### [Work task]
Among the entries below, count the lines that contain the word "user". Respond with the count only.

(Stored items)
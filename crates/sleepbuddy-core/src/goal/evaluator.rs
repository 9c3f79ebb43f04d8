//! Goal evaluation for finished sleep sessions.
//!
//! A session meets the goal when both hold:
//!
//! - it lasted at least the target duration and at most
//!   [`OVERSLEEP_ALLOWANCE_HOURS`] more (longer usually means tracking was
//!   never stopped);
//! - it started no later than one hour after the declared bedtime.
//!
//! The start check is made on the clock face. The signed offset from bedtime
//! to the start time-of-day is wrapped into `(-12h, +12h]`, so a 23:45 start
//! for a 00:30 bedtime is 45 minutes early, and a 01:00 start for a 22:00
//! bedtime is three hours late.

use chrono::{NaiveTime, Timelike};

use super::SleepGoal;
use crate::session::SleepSession;

pub const OVERSLEEP_ALLOWANCE_HOURS: f32 = 4.0;

const START_GRACE_MINUTES: i64 = 60;
const MINUTES_PER_DAY: i64 = 24 * 60;

fn minutes_of_day(t: NaiveTime) -> i64 {
    (t.hour() * 60 + t.minute()) as i64
}

/// Minutes from `bed_time` to `start`, wrapped into `(-720, 720]`.
pub fn start_offset_minutes(bed_time: NaiveTime, start: NaiveTime) -> i64 {
    let raw = (minutes_of_day(start) - minutes_of_day(bed_time)).rem_euclid(MINUTES_PER_DAY);
    if raw > MINUTES_PER_DAY / 2 {
        raw - MINUTES_PER_DAY
    } else {
        raw
    }
}

fn duration_ok(hours: f32, goal: &SleepGoal) -> bool {
    let target = goal.sleep_duration_hours;
    hours >= target && hours <= target + OVERSLEEP_ALLOWANCE_HOURS
}

fn start_ok(session: &SleepSession, goal: &SleepGoal) -> bool {
    start_offset_minutes(goal.bed_time, session.start_time.time()) <= START_GRACE_MINUTES
}

/// Whether a finished session satisfies the goal. Live sessions never do.
pub fn is_goal_met(session: &SleepSession, goal: &SleepGoal) -> bool {
    let Some(hours) = session.duration_hours() else {
        return false;
    };
    duration_ok(hours, goal) && start_ok(session, goal)
}

/// True when the session ran past target + allowance.
pub fn exceeded_limit(session: &SleepSession, goal: &SleepGoal) -> bool {
    session
        .duration_hours()
        .is_some_and(|h| h > goal.sleep_duration_hours + OVERSLEEP_ALLOWANCE_HOURS)
}
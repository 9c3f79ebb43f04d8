use sleepbuddy_core::storage::Database;
use sleepbuddy_core::SessionHistory;

use super::{print_json, CliResult};

pub fn run(limit: usize) -> CliResult {
    let db = Database::open()?;
    print_json(&db.recent(limit)?)
}
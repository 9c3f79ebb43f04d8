//! Wall-clock time provider.
//!
//! All engines work on local wall-clock time (`NaiveDateTime`), the same way
//! a bedtime is declared by the user. Tests inject a [`FixedClock`].

use std::sync::Mutex;

use chrono::{Duration, Local, NaiveDateTime};

pub trait Clock: Send + Sync {
    fn now(&self) -> NaiveDateTime;
}

/// Reads the system's local time.
#[derive(Debug, Default, Clone, Copy)]
pub struct SystemClock;

impl Clock for SystemClock {
    fn now(&self) -> NaiveDateTime {
        Local::now().naive_local()
    }
}

/// A clock that only moves when told to.
#[derive(Debug)]
pub struct FixedClock {
    now: Mutex<NaiveDateTime>,
}

impl FixedClock {
    pub fn new(now: NaiveDateTime) -> Self {
        Self {
            now: Mutex::new(now),
        }
    }

    pub fn set(&self, now: NaiveDateTime) {
        *self.now.lock().unwrap_or_else(|e| e.into_inner()) = now;
    }

    pub fn advance(&self, by: Duration) {
        let mut guard = self.now.lock().unwrap_or_else(|e| e.into_inner());
        *guard += by;
    }
}

impl Clock for FixedClock {
    fn now(&self) -> NaiveDateTime {
        *self.now.lock().unwrap_or_else(|e| e.into_inner())
    }
}
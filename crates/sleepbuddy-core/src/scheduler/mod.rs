//! Reminder scheduling.
//!
//! Every reminder and timed mascot transition is a [`ScheduledTrigger`]. The
//! [`ReminderScheduler`] owns the table of pending triggers, one per kind,
//! and arms each one through an external [`TimerService`] that delivers the
//! [`TriggerPayload`] back at or after the requested instant.
//!
//! Recurring triggers are derived from the goal and "now" alone, so after a
//! restart the whole recurring set is rebuilt from the persisted goal.

mod table;
mod timer;
mod tokio_timer;

pub use table::{next_daily_fire, ReminderScheduler, SchedulerConfig};
pub use timer::{ManualTimer, TimerService};
pub use tokio_timer::TokioTimerService;

use chrono::{Duration, NaiveDateTime, NaiveTime};
use serde::{Deserialize, Serialize};

use crate::goal::SleepGoal;
use crate::mascot::MascotState;

#[derive(Debug, Clone, Copy, PartialEq, Eq, PartialOrd, Ord, Hash, Serialize, Deserialize)]
#[serde(rename_all = "SCREAMING_SNAKE_CASE")]
pub enum TriggerKind {
    HourBefore,
    HalfHourBefore,
    Bedtime,
    FiveAfterBedtime,
    FiftyFiveAfterBedtime,
    BedtimeCheck,
    DailyReminder,
    StopTrackingReminder,
    PostSleepNeutral,
    DaytimeEncouraging,
}

/// What a fired trigger does to the mascot.
#[derive(Debug, Clone, Copy, PartialEq, Eq)]
pub enum FireMood {
    Set(MascotState),
    /// Re-run the mascot rules.
    Recompute,
    Unchanged,
}

impl TriggerKind {
    /// Kinds re-armed daily and rebuilt from the goal.
    pub const RECURRING: [TriggerKind; 7] = [
        TriggerKind::HourBefore,
        TriggerKind::HalfHourBefore,
        TriggerKind::Bedtime,
        TriggerKind::FiveAfterBedtime,
        TriggerKind::FiftyFiveAfterBedtime,
        TriggerKind::BedtimeCheck,
        TriggerKind::DailyReminder,
    ];

    /// Stable timer id. Arming an id again replaces the earlier timer.
    pub fn id(&self) -> &'static str {
        match self {
            TriggerKind::HourBefore => "hour_before",
            TriggerKind::HalfHourBefore => "half_hour_before",
            TriggerKind::Bedtime => "bedtime",
            TriggerKind::FiveAfterBedtime => "five_after_bedtime",
            TriggerKind::FiftyFiveAfterBedtime => "fifty_five_after_bedtime",
            TriggerKind::BedtimeCheck => "bedtime_check",
            TriggerKind::DailyReminder => "daily_reminder",
            TriggerKind::StopTrackingReminder => "stop_tracking_reminder",
            TriggerKind::PostSleepNeutral => "post_sleep_neutral",
            TriggerKind::DaytimeEncouraging => "daytime_encouraging",
        }
    }

    pub fn is_recurring(&self) -> bool {
        Self::RECURRING.contains(self)
    }

    /// Offset from bedtime for bedtime-relative kinds.
    pub fn bedtime_offset(&self) -> Option<Duration> {
        match self {
            TriggerKind::HourBefore => Some(Duration::minutes(-60)),
            TriggerKind::HalfHourBefore => Some(Duration::minutes(-30)),
            TriggerKind::Bedtime => Some(Duration::zero()),
            TriggerKind::FiveAfterBedtime => Some(Duration::minutes(5)),
            TriggerKind::FiftyFiveAfterBedtime => Some(Duration::minutes(55)),
            TriggerKind::BedtimeCheck => Some(Duration::minutes(60)),
            _ => None,
        }
    }

    /// Nominal time of day for recurring kinds.
    pub fn daily_time(&self, goal: &SleepGoal, config: &SchedulerConfig) -> Option<NaiveTime> {
        if *self == TriggerKind::DailyReminder {
            return Some(config.daily_reminder);
        }
        self.bedtime_offset().map(|offset| goal.bed_time + offset)
    }

    pub fn fire_mood(&self) -> FireMood {
        match self {
            TriggerKind::HourBefore | TriggerKind::HalfHourBefore | TriggerKind::Bedtime => {
                FireMood::Set(MascotState::Encouraging)
            }
            TriggerKind::FiveAfterBedtime | TriggerKind::FiftyFiveAfterBedtime => {
                FireMood::Set(MascotState::Angry)
            }
            TriggerKind::PostSleepNeutral => FireMood::Set(MascotState::Neutral),
            TriggerKind::DaytimeEncouraging => FireMood::Set(MascotState::Encouraging),
            TriggerKind::BedtimeCheck | TriggerKind::DailyReminder => FireMood::Recompute,
            TriggerKind::StopTrackingReminder => FireMood::Unchanged,
        }
    }

    /// Whether firing produces a user-visible notification.
    pub fn notifies(&self, is_tracking: bool) -> bool {
        match self {
            TriggerKind::HourBefore
            | TriggerKind::HalfHourBefore
            | TriggerKind::Bedtime
            | TriggerKind::FiveAfterBedtime
            | TriggerKind::FiftyFiveAfterBedtime => !is_tracking,
            TriggerKind::DailyReminder => true,
            TriggerKind::StopTrackingReminder => is_tracking,
            TriggerKind::BedtimeCheck
            | TriggerKind::PostSleepNeutral
            | TriggerKind::DaytimeEncouraging => false,
        }
    }
}

impl std::fmt::Display for TriggerKind {
    fn fmt(&self, f: &mut std::fmt::Formatter<'_>) -> std::fmt::Result {
        f.write_str(self.id())
    }
}

/// What a pending trigger was computed against. A delivered payload whose
/// stamp no longer matches the table entry is stale and ignored.
#[derive(Debug, Clone, Copy, PartialEq, Eq, Serialize, Deserialize)]
#[serde(tag = "kind", content = "value", rename_all = "snake_case")]
pub enum TriggerStamp {
    /// Goal version, for recurring kinds.
    Goal(u64),
    /// Start of the live session the reminder belongs to.
    Session(NaiveDateTime),
    /// End of the finished session a post-sleep transition follows.
    Wake(NaiveDateTime),
}

#[derive(Debug, Clone, Copy, PartialEq, Eq, Serialize, Deserialize)]
pub struct ScheduledTrigger {
    pub kind: TriggerKind,
    pub fire_at: NaiveDateTime,
    pub stamp: TriggerStamp,
}

/// Delivered back by the timer service when a trigger fires.
pub type TriggerPayload = ScheduledTrigger;
use clap::Subcommand;

use super::{print_json, CliResult, Context};

#[derive(Subcommand)]
pub enum TrackAction {
    /// Start tracking sleep now
    Start,
    /// Stop tracking and record the session
    Stop,
    /// Show tracking state, streak and pending reminders
    Status,
}

pub async fn run(action: TrackAction) -> CliResult {
    let ctx = Context::open()?;
    match action {
        TrackAction::Start => match ctx.tracker.start().await? {
            Some(event) => print_json(&event)?,
            None => eprintln!("already tracking"),
        },
        TrackAction::Stop => match ctx.tracker.stop().await? {
            Some(event) => print_json(&event)?,
            None => eprintln!("not tracking"),
        },
        TrackAction::Status => {
            ctx.tracker.boot().await?;
            print_json(&ctx.tracker.snapshot().await?)?;
        }
    }
    Ok(())
}
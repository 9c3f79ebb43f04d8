//! Consecutive-success streak with inactivity decay.
//!
//! The streak is never recomputed across the whole history. Each finalized
//! session stores the streak ending at it; only the tail value is ever
//! corrected, when the user has been inactive for a full day.

use chrono::NaiveDateTime;
use serde::{Deserialize, Serialize};

/// Hours without a finished session after which the streak decays to zero.
pub const STALE_AFTER_HOURS: i64 = 24;

/// Streak value that unlocks the special mascot.
pub const SPECIAL_STREAK_DAYS: u32 = 30;

/// Streak ending at a new session: extended on success, reset on failure.
pub fn next_streak(last_streak: u32, goal_met: bool) -> u32 {
    if goal_met {
        last_streak.saturating_add(1)
    } else {
        0
    }
}

/// Whether the stored streak must be reset for inactivity.
///
/// Only whole hours count, so 23h59m is not yet stale.
pub fn check_staleness(last_session_end: NaiveDateTime, now: NaiveDateTime, is_tracking: bool) -> bool {
    !is_tracking && (now - last_session_end).num_hours() >= STALE_AFTER_HOURS
}

/// Outcome of reading the current streak with the staleness correction.
#[derive(Debug, Clone, Copy, PartialEq, Eq, Serialize, Deserialize)]
pub struct StreakCheck {
    /// Streak to expose.
    pub streak: u32,
    /// The stored tail record must be overwritten with zero.
    pub reset_stored: bool,
}

/// Combine the stored tail streak with the staleness rule.
pub fn effective_streak(
    last_streak: Option<u32>,
    last_session_end: Option<NaiveDateTime>,
    now: NaiveDateTime,
    is_tracking: bool,
) -> StreakCheck {
    let stored = last_streak.unwrap_or(0);
    let stale = last_session_end.is_some_and(|end| check_staleness(end, now, is_tracking));
    if stale {
        StreakCheck {
            streak: 0,
            reset_stored: stored != 0,
        }
    } else {
        StreakCheck {
            streak: stored,
            reset_stored: false,
        }
    }
}

#[cfg(test)]
mod tests {
    use super::*;
    use chrono::{Duration, NaiveDate};
    use proptest::prelude::*;

    fn at(d: u32, h: u32, m: u32) -> NaiveDateTime {
        NaiveDate::from_ymd_opt(2024, 3, d)
            .unwrap()
            .and_hms_opt(h, m, 0)
            .unwrap()
    }

    #[test]
    fn success_extends_failure_resets() {
        assert_eq!(next_streak(0, true), 1);
        assert_eq!(next_streak(6, true), 7);
        assert_eq!(next_streak(29, false), 0);
        assert_eq!(next_streak(u32::MAX, true), u32::MAX);
    }

    #[test]
    fn staleness_threshold_is_a_full_day() {
        let end = at(1, 6, 0);
        assert!(!check_staleness(end, end + Duration::minutes(23 * 60 + 59), false));
        assert!(check_staleness(end, end + Duration::hours(24), false));
    }

    #[test]
    fn tracking_suppresses_staleness() {
        let end = at(1, 6, 0);
        assert!(!check_staleness(end, end + Duration::hours(48), true));
    }

    #[test]
    fn effective_streak_forces_zero_when_stale() {
        let end = at(1, 6, 0);
        let check = effective_streak(Some(12), Some(end), end + Duration::hours(30), false);
        assert_eq!(
            check,
            StreakCheck {
                streak: 0,
                reset_stored: true
            }
        );
    }

    #[test]
    fn effective_streak_without_history_is_zero() {
        let check = effective_streak(None, None, at(1, 6, 0), false);
        assert_eq!(check.streak, 0);
        assert!(!check.reset_stored);
    }

    #[test]
    fn already_zero_tail_needs_no_rewrite() {
        let end = at(1, 6, 0);
        let check = effective_streak(Some(0), Some(end), end + Duration::hours(30), false);
        assert!(!check.reset_stored);
    }

    proptest! {
        #[test]
        fn next_streak_is_monotonic(n in 0u32..100_000) {
            prop_assert_eq!(next_streak(n, true), n + 1);
            prop_assert_eq!(next_streak(n, false), 0);
        }

        #[test]
        fn stale_gap_always_zeroes(stored in 0u32..1000, gap_h in 24i64..10_000) {
            let end = at(1, 6, 0);
            let check = effective_streak(Some(stored), Some(end), end + Duration::hours(gap_h), false);
            prop_assert_eq!(check.streak, 0);
        }
    }
}
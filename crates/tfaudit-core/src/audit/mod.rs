//! Per-directory audit orchestration.
//!
//! One directory at a time: parse the provider requirements, load the
//! provider schema through the toolchain, parse the main configuration, and
//! diff every resource and data source against its schema. The root module
//! is fatal on error; submodule failures are collected and the run
//! continues.

use std::path::{Path, PathBuf};

use indexmap::IndexMap;
use tracing::warn;

use crate::errors::Error;
use crate::findings::{self, Finding};
use crate::parser::{self, BlockData, ProviderConfig};
use crate::schema::loader;
use crate::schema::SchemaCatalog;
use crate::validation;

/// The directory holding first-level submodules.
pub const MODULES_DIR: &str = "modules";

/// Outcome of a whole-tree audit.
#[derive(Debug, Default)]
pub struct AuditReport {
    /// Deduplicated findings across the root module and all submodules.
    pub findings: Vec<Finding>,
    /// Submodules whose audit failed; the rest of the run continued.
    pub submodule_failures: Vec<SubmoduleFailure>,
}

#[derive(Debug)]
pub struct SubmoduleFailure {
    pub name: String,
    pub error: Error,
}

#[derive(Debug)]
struct Submodule {
    name: String,
    path: PathBuf,
}

/// Removes toolchain artifacts when the directory audit ends, on every exit
/// path including panics.
struct ArtifactCleanup<'a> {
    dir: &'a Path,
}

impl Drop for ArtifactCleanup<'_> {
    fn drop(&mut self) {
        loader::cleanup_artifacts(self.dir);
    }
}

/// Audits the root module and each first-level submodule under `modules/`,
/// returning the deduplicated union of findings.
pub async fn audit_root(root: &Path) -> Result<AuditReport, Error> {
    let mut all = audit_directory(root, "").await?;

    let mut failures = Vec::new();
    for submodule in find_submodules(&root.join(MODULES_DIR))? {
        match audit_directory(&submodule.path, &submodule.name).await {
            Ok(found) => all.extend(found),
            Err(error) => {
                tracing::error!(submodule = %submodule.name, "audit failed: {error}");
                failures.push(SubmoduleFailure { name: submodule.name, error });
            }
        }
    }

    Ok(AuditReport { findings: findings::dedupe(all), submodule_failures: failures })
}

/// Audits one directory. A directory without `main.tf` yields no findings
/// and no error.
pub async fn audit_directory(dir: &Path, submodule_name: &str) -> Result<Vec<Finding>, Error> {
    let main_tf = dir.join("main.tf");
    if !main_tf.exists() {
        return Ok(Vec::new());
    }

    let providers = parser::parse_provider_requirements(&dir.join("terraform.tf"))?;

    let _cleanup = ArtifactCleanup { dir };
    let catalog = loader::load_schema(dir).await?;
    let (resources, data_sources) = parser::parse_main_file(&main_tf)?;

    let mut found = Vec::new();
    for resource in &resources {
        collect_findings(
            &resource.type_name,
            &resource.data,
            false,
            &providers,
            &catalog,
            dir,
            submodule_name,
            &mut found,
        );
    }
    for data_source in &data_sources {
        collect_findings(
            &data_source.type_name,
            &data_source.data,
            true,
            &providers,
            &catalog,
            dir,
            submodule_name,
            &mut found,
        );
    }
    Ok(found)
}

/// Diffs one parsed item against the catalog. Every lookup miss along the
/// way is a logged skip, never an error.
#[allow(clippy::too_many_arguments)]
fn collect_findings(
    type_name: &str,
    data: &BlockData,
    is_data_source: bool,
    providers: &IndexMap<String, ProviderConfig>,
    catalog: &SchemaCatalog,
    dir: &Path,
    submodule_name: &str,
    out: &mut Vec<Finding>,
) {
    let kind = if is_data_source { "data source" } else { "resource" };

    let Some((provider_key, _)) = type_name.split_once('_') else {
        warn!("invalid {kind} type format: {type_name}");
        return;
    };
    let Some(config) = providers.get(provider_key) else {
        warn!("no provider requirement for {kind} type {type_name} in {}", dir.display());
        return;
    };
    let Some(provider_schema) = catalog.provider_schemas.get(&config.source) else {
        warn!("no provider schema for source {} in {}", config.source, dir.display());
        return;
    };
    let per_type = if is_data_source {
        &provider_schema.data_source_schemas
    } else {
        &provider_schema.resource_schemas
    };
    let Some(resource_schema) = per_type.get(type_name) else {
        warn!(
            "no {kind} schema for {type_name} in provider {} (dir={})",
            config.source,
            dir.display()
        );
        return;
    };

    let mut local = Vec::new();
    validation::validate_block(
        data,
        type_name,
        "root",
        &resource_schema.block,
        &data.ignore_changes,
        &mut local,
    );

    for mut finding in local {
        // Outer-level pass over the item's own suppression list; inner-block
        // defaults reseeded by dynamic merges are dropped here.
        let excluded =
            data.ignore_changes.iter().any(|entry| entry.eq_ignore_ascii_case(&finding.name));
        if excluded {
            continue;
        }
        finding.submodule_name = submodule_name.to_string();
        finding.is_data_source = is_data_source;
        out.push(finding);
    }
}

/// First-level subdirectories of `modules_dir` that contain a `main.tf`.
/// A missing modules directory yields no submodules.
fn find_submodules(modules_dir: &Path) -> Result<Vec<Submodule>, Error> {
    let entries = match std::fs::read_dir(modules_dir) {
        Ok(entries) => entries,
        Err(e) if e.kind() == std::io::ErrorKind::NotFound => return Ok(Vec::new()),
        Err(e) => {
            return Err(Error::io(format!("failed to read {}", modules_dir.display()), e));
        }
    };

    let mut submodules = Vec::new();
    for entry in entries {
        let entry =
            entry.map_err(|e| Error::io(format!("failed to read {}", modules_dir.display()), e))?;
        let path = entry.path();
        if path.is_dir() && path.join("main.tf").exists() {
            submodules.push(Submodule {
                name: entry.file_name().to_string_lossy().to_string(),
                path,
            });
        }
    }
    submodules.sort_by(|a, b| a.name.cmp(&b.name));
    Ok(submodules)
}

### [Response area]
3